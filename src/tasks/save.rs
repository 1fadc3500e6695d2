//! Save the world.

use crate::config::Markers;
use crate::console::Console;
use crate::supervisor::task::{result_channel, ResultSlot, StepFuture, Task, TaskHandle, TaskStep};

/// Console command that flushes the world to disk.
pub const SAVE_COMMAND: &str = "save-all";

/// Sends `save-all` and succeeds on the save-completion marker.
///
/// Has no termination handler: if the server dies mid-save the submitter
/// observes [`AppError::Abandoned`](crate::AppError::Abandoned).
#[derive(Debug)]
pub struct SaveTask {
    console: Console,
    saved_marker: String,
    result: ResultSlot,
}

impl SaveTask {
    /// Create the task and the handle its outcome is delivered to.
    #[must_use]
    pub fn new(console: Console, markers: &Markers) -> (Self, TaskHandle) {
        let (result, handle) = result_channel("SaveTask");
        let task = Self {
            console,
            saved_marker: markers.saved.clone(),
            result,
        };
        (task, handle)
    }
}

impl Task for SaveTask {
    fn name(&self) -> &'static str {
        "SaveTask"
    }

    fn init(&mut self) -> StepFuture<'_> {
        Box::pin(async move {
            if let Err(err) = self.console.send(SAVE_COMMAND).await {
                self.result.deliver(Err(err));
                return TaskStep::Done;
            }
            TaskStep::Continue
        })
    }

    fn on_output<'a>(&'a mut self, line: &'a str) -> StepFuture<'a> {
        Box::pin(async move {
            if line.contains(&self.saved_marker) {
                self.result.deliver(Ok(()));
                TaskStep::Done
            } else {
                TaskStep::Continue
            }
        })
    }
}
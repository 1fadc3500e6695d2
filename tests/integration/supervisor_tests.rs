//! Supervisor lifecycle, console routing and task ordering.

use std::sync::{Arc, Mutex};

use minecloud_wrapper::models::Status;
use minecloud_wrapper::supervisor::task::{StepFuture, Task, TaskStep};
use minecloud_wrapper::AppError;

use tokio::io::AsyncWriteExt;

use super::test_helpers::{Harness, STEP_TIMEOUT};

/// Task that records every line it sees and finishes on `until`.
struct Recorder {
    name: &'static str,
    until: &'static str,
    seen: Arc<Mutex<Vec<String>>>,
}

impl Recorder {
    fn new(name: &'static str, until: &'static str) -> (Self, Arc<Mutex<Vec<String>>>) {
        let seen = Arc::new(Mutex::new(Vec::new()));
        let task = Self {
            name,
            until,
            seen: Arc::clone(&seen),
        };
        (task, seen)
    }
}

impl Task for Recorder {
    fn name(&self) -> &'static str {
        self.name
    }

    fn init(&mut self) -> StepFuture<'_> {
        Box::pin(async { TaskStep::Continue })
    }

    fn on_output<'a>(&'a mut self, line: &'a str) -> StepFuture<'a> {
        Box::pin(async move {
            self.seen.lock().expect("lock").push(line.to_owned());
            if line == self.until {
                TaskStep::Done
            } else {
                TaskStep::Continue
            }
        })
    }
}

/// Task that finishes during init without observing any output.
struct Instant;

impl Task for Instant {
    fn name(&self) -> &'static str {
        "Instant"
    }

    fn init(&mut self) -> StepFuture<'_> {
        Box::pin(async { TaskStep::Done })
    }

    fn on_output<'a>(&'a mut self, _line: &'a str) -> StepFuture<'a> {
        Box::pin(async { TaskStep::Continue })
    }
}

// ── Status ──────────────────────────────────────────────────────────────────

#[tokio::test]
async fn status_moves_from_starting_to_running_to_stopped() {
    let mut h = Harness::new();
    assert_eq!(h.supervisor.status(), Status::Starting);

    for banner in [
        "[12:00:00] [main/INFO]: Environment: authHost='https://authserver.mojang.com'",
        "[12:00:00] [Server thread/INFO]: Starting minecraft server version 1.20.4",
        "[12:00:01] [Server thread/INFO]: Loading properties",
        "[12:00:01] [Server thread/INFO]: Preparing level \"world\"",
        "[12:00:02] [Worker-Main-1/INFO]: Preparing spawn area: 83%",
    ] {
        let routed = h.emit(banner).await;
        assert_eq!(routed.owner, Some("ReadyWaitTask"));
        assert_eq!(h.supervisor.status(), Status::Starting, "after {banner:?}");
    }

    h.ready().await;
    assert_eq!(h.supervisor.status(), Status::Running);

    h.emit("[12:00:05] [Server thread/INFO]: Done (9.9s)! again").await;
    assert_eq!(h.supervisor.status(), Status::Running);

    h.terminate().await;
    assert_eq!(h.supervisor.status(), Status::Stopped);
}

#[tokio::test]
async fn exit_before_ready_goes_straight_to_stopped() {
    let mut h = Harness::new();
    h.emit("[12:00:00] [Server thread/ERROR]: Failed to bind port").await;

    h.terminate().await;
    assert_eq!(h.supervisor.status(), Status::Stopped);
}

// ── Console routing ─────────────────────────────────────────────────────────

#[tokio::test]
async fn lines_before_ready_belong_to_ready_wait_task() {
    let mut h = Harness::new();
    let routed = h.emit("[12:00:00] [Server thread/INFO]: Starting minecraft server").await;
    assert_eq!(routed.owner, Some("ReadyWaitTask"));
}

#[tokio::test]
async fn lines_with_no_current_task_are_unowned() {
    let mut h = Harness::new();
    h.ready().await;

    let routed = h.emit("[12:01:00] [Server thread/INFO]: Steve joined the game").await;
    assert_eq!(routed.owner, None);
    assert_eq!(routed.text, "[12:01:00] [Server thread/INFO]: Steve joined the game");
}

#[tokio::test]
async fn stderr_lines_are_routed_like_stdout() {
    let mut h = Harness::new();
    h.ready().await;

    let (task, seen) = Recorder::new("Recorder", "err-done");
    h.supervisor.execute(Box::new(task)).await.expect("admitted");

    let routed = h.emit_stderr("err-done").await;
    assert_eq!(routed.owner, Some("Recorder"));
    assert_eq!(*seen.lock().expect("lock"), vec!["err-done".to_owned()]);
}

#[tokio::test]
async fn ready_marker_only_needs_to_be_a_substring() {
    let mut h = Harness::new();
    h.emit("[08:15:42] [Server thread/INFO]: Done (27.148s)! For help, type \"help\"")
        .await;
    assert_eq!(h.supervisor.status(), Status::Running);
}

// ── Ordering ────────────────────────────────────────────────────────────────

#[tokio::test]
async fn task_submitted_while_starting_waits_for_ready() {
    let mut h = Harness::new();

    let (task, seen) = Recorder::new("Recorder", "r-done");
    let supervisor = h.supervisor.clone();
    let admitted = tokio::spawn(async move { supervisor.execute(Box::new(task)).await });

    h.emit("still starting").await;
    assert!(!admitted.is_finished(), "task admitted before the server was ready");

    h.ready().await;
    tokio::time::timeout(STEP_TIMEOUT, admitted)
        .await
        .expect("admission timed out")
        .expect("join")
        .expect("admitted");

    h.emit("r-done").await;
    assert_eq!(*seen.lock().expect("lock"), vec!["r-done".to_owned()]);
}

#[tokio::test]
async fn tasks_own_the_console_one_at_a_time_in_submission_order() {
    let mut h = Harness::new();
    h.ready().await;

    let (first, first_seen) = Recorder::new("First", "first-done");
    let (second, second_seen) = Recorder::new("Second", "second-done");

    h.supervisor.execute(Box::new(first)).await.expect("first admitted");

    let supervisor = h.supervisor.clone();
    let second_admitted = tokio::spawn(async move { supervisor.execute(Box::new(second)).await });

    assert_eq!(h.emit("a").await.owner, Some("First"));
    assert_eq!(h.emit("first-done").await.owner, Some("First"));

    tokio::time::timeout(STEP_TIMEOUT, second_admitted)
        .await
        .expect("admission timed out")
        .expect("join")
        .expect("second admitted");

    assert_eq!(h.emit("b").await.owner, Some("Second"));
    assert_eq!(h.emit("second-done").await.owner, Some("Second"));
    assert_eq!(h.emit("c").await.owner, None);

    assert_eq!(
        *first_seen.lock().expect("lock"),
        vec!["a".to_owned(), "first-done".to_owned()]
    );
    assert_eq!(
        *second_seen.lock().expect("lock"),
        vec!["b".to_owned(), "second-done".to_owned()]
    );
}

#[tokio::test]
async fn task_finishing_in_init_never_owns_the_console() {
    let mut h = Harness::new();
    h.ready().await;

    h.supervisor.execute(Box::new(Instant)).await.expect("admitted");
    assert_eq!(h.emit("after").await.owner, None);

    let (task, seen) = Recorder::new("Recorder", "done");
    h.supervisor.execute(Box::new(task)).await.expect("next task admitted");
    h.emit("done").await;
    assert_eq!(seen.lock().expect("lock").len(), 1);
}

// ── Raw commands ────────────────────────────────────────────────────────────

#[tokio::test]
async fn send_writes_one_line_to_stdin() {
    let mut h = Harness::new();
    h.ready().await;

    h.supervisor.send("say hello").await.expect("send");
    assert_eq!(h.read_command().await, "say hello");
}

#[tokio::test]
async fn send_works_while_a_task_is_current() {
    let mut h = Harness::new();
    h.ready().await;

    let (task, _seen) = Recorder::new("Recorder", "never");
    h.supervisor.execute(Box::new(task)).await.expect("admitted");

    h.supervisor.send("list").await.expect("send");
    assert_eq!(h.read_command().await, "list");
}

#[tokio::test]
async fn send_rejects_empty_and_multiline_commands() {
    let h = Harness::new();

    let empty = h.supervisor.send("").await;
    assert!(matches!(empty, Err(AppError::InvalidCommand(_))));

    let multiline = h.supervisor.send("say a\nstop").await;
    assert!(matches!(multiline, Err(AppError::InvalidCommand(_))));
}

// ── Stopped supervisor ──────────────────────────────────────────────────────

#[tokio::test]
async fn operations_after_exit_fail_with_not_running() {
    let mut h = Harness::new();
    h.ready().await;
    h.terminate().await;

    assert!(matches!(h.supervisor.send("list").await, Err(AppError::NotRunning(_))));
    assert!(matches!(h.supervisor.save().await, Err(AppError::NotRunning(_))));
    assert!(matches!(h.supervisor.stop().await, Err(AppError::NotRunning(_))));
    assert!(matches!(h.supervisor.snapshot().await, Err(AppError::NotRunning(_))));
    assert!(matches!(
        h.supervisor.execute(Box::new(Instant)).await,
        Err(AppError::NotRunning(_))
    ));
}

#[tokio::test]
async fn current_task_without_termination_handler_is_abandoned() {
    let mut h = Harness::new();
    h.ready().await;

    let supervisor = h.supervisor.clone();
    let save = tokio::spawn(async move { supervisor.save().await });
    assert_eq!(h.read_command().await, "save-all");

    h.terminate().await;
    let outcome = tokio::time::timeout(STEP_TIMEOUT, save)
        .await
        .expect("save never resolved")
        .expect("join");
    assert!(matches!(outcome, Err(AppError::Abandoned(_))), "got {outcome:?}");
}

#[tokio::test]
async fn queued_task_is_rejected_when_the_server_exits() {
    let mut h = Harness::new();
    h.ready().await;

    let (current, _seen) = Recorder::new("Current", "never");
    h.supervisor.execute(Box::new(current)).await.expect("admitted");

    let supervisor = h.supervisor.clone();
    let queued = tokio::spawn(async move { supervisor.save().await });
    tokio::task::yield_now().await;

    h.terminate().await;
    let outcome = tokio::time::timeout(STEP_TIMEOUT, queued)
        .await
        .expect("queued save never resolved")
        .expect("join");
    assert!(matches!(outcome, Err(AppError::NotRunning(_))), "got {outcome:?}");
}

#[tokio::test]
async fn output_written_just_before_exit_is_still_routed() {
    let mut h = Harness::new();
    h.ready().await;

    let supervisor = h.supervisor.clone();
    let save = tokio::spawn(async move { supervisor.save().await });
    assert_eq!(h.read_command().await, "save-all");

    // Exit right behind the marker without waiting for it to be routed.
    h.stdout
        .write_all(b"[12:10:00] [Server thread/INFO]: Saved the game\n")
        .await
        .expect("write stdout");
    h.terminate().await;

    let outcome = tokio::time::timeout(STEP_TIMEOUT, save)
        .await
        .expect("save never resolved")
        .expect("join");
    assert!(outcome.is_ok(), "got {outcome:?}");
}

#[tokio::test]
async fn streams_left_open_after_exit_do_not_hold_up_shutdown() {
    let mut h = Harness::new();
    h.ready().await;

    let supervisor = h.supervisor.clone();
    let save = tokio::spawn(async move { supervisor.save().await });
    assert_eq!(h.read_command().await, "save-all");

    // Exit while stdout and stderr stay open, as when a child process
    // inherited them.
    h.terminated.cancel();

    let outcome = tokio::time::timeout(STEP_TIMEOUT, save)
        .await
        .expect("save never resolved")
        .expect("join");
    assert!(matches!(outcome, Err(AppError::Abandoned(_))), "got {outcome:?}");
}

Exercise directions:
After locating the line with "filename tests/integration/supervisor_tests.rs" above, return that line and every later line through the one with "let seen = Arc::new(Mutex::new(Vec::new()));", word for word and with nothing else.

Answer section:
filename tests/integration/supervisor_tests.rs
//! Supervisor lifecycle, console routing and task ordering.

use std::sync::{Arc, Mutex};

use minecloud_wrapper::models::Status;
use minecloud_wrapper::supervisor::task::{StepFuture, Task, TaskStep};
use minecloud_wrapper::AppError;

use tokio::io::AsyncWriteExt;

use super::test_helpers::{Harness, STEP_TIMEOUT};

/// Task that records every line it sees and finishes on `until`.
struct Recorder {
    name: &'static str,
    until: &'static str,
    seen: Arc<Mutex<Vec<String>>>,
}

impl Recorder {
    fn new(name: &'static str, until: &'static str) -> (Self, Arc<Mutex<Vec<String>>>) {
        let seen = Arc::new(Mutex::new(Vec::new()));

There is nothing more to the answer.